I enjoy Anna Quindlen as an author and this book is one that struck me hard. In my real life I work as a hospice social worker and deal with some of the issues of illness, dying and caregiving on an (outside) daily basis.
This is the story of Kate and Ellen Gulden. Kate is the mother of three children and when they are in their early adulthood she is diagnosed with cancer. Ellen, her daughter, has always been closer to her father and she lets her father talk her into giving up her job and apartment in New York to move home and care for her mother. Ellen does this reluctantly, but learns to appreciate the time she gets to spend learning who her mother is and building a relationship with her that she never had.

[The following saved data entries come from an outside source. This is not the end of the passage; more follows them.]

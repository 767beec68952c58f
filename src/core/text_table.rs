//! Line-oriented key/value text tables
//!
//! Used for the `.debug` and `.deps` side files. Every line is `name=value`.
//! A grouped element is written as `name=~` and its children follow on lines
//! indented with a single tab:
//!
//! ```text
//! abc=~
//! 	foo.txt=64
//! 	bar.txt=doesnotexist
//! ```
//!
//! Backslash escapes cover `\\`, newline, carriage return and tab everywhere,
//! `=` in names and a leading `~` in values. Any malformed line fails the
//! whole parse.

use crate::error::{ArchiveError, Result};
use std::collections::BTreeMap;

const GROUP_MARKER: &str = "~";

/// A named group of `name=value` entries
#[derive(Debug, Clone, PartialEq, Eq)]
pub struct TextGroup {
    pub name: String,
    pub entries: Vec<(String, String)>,
}

/// Parse a flat table. Later duplicates replace earlier ones.
pub fn parse_table(text: &str) -> Result<BTreeMap<String, String>> {
    let mut table = BTreeMap::new();
    for (line_no, line) in lines(text) {
        if line.starts_with('\t') {
            return Err(format_error(line_no, "unexpected indented entry"));
        }
        let (key, value) = parse_line(line_no, line)?;
        match value {
            Some(value) => {
                table.insert(key, value);
            }
            None => return Err(format_error(line_no, "unexpected group in flat table")),
        }
    }
    Ok(table)
}

/// Serialize a flat table
pub fn write_table(table: &BTreeMap<String, String>) -> String {
    let mut out = String::new();
    for (key, value) in table {
        push_entry(&mut out, key, value);
    }
    out
}

/// Parse a table made of groups
pub fn parse_grouped(text: &str) -> Result<Vec<TextGroup>> {
    let mut groups: Vec<TextGroup> = Vec::new();
    for (line_no, line) in lines(text) {
        if let Some(child) = line.strip_prefix('\t') {
            let group = groups
                .last_mut()
                .ok_or_else(|| format_error(line_no, "entry outside of any group"))?;
            if child.starts_with('\t') {
                return Err(format_error(line_no, "nested groups are not supported"));
            }
            match parse_line(line_no, child)? {
                (key, Some(value)) => group.entries.push((key, value)),
                (_, None) => return Err(format_error(line_no, "nested groups are not supported")),
            }
        } else {
            match parse_line(line_no, line)? {
                (name, None) => groups.push(TextGroup {
                    name,
                    entries: Vec::new(),
                }),
                (_, Some(_)) => return Err(format_error(line_no, "expected a group")),
            }
        }
    }
    Ok(groups)
}

/// Serialize a table made of groups
pub fn write_grouped(groups: &[TextGroup]) -> String {
    let mut out = String::new();
    for group in groups {
        out.push_str(&escape(&group.name, true));
        out.push('=');
        out.push_str(GROUP_MARKER);
        out.push('\n');
        for (key, value) in &group.entries {
            out.push('\t');
            push_entry(&mut out, key, value);
        }
    }
    out
}

fn push_entry(out: &mut String, key: &str, value: &str) {
    out.push_str(&escape(key, true));
    out.push('=');
    let escaped = escape(value, false);
    if escaped.starts_with('~') {
        out.push('\\');
    }
    out.push_str(&escaped);
    out.push('\n');
}

fn escape(text: &str, is_key: bool) -> String {
    let mut out = String::with_capacity(text.len());
    for c in text.chars() {
        match c {
            '\\' => out.push_str("\\\\"),
            '\n' => out.push_str("\\n"),
            '\r' => out.push_str("\\r"),
            '\t' => out.push_str("\\t"),
            '=' if is_key => out.push_str("\\="),
            c => out.push(c),
        }
    }
    out
}

/// Non-empty lines with 1-based line numbers; a trailing `\r` is ignored
fn lines(text: &str) -> impl Iterator<Item = (usize, &str)> {
    text.split('\n')
        .enumerate()
        .map(|(i, line)| (i + 1, line.strip_suffix('\r').unwrap_or(line)))
        .filter(|(_, line)| !line.is_empty())
}

/// Split one line into its name and value. `None` as the value marks a group.
fn parse_line(line_no: usize, line: &str) -> Result<(String, Option<String>)> {
    let mut key = String::new();
    let mut chars = line.chars();
    loop {
        match chars.next() {
            None => return Err(format_error(line_no, "missing '='")),
            Some('=') => break,
            Some('\\') => key.push(unescape_char(line_no, chars.next())?),
            Some(c) => key.push(c),
        }
    }

    let raw_value = chars.as_str();
    if raw_value == GROUP_MARKER {
        return Ok((key, None));
    }

    let mut value = String::with_capacity(raw_value.len());
    let mut chars = raw_value.chars();
    while let Some(c) = chars.next() {
        match c {
            '\\' => value.push(unescape_char(line_no, chars.next())?),
            c => value.push(c),
        }
    }
    Ok((key, Some(value)))
}

fn unescape_char(line_no: usize, c: Option<char>) -> Result<char> {
    match c {
        Some('\\') => Ok('\\'),
        Some('n') => Ok('\n'),
        Some('r') => Ok('\r'),
        Some('t') => Ok('\t'),
        Some('=') => Ok('='),
        Some('~') => Ok('~'),
        Some(other) => Err(format_error(line_no, &format!("unknown escape '\\{}'", other))),
        None => Err(format_error(line_no, "dangling escape")),
    }
}

fn format_error(line: usize, reason: &str) -> ArchiveError {
    ArchiveError::TextFormat {
        line,
        reason: reason.to_string(),
    }
}

#[cfg(test)]
mod tests {
    use super::*;

    #[test]
    fn test_flat_table() {
        let mut table = BTreeMap::new();
        table.insert("abc".to_string(), "ShaderPatch".to_string());
        table.insert("ShaderPatch-log".to_string(), "line one\nline two".to_string());

        let text = write_table(&table);
        assert_eq!(text, "ShaderPatch-log=line one\\nline two\nabc=ShaderPatch\n");
        assert_eq!(parse_table(&text).unwrap(), table);
    }

    #[test]
    fn test_awkward_strings() {
        let mut table = BTreeMap::new();
        table.insert("a=b\\c".to_string(), "~tilde=and\ttab".to_string());
        table.insert("plain".to_string(), "~".to_string());
        table.insert("empty".to_string(), String::new());

        let parsed = parse_table(&write_table(&table)).unwrap();
        assert_eq!(parsed, table);
    }

    #[test]
    fn test_grouped_table() {
        let groups = vec![
            TextGroup {
                name: "abc".to_string(),
                entries: vec![
                    ("foo.txt".to_string(), "64".to_string()),
                    ("bar.txt".to_string(), "doesnotexist".to_string()),
                ],
            },
            TextGroup {
                name: "def".to_string(),
                entries: Vec::new(),
            },
        ];

        let text = write_grouped(&groups);
        assert_eq!(text, "abc=~\n\tfoo.txt=64\n\tbar.txt=doesnotexist\ndef=~\n");
        assert_eq!(parse_grouped(&text).unwrap(), groups);
    }

    #[test]
    fn test_crlf_tolerated() {
        let parsed = parse_table("a=1\r\nb=2\r\n").unwrap();
        assert_eq!(parsed.get("b").map(String::as_str), Some("2"));
    }

    #[test]
    fn test_malformed_input() {
        assert!(matches!(
            parse_table("good=1\nbroken line\n"),
            Err(ArchiveError::TextFormat { line: 2, .. })
        ));
        assert!(parse_table("a=\\q\n").is_err());
        assert!(parse_table("a=ends with\\").is_err());
        assert!(parse_table("g=~\n").is_err());
        assert!(parse_grouped("\tfoo=1\n").is_err());
        assert!(parse_grouped("a=1\n").is_err());
        assert!(parse_grouped("a=~\n\t\tb=1\n").is_err());
    }
}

During this period Kate’s health declines at a rapid pace until it is decided that the chemotherapy is not effective and the focus needs to be on keeping her comfortable. Ellen does everything that she can to be a caregiver. She learns about the medications, helps her mother bathe, cooks, cleans, feeds her and tries to provide any way that she can. Her mother is in pain and goes through a struggle so that when she dies it is almost a relief to Ellen. Although soon a new trial is started when an autopsy shows that her mother died of a morphine overdoes and Ellen is suspected of assisting her mother in death.
Ellen bears this load, thinking to herself that she is covering for her father who must have done what he could to end his wife’s suffering. She is never actually indicted on the charges because the evidence isn’t enough. Yet the court does probe into whether she thinks it is acceptable to end someones life who is terminally ill and in pain. It raises hard questions and hard thoughts. And she answers as a caregiver saying her thoughts were about doing what needed to be done to take care of her mother during the next hour, and no more than that. That thinking that you support an idea and actually being able to follow through and end the life of someone you love are two very different things.
This was a very good book that dealt with hard issues. The relationships of mothers and daughters (and fathers), cancer and the experience of dying, and thoughts related to assisted suicide. It was a good read but it was difficult because of the issues that it dealt with. In writing this and looking for an image of the book cover I learned that this had been made into a movie about ten years ago. I would definitely read it first.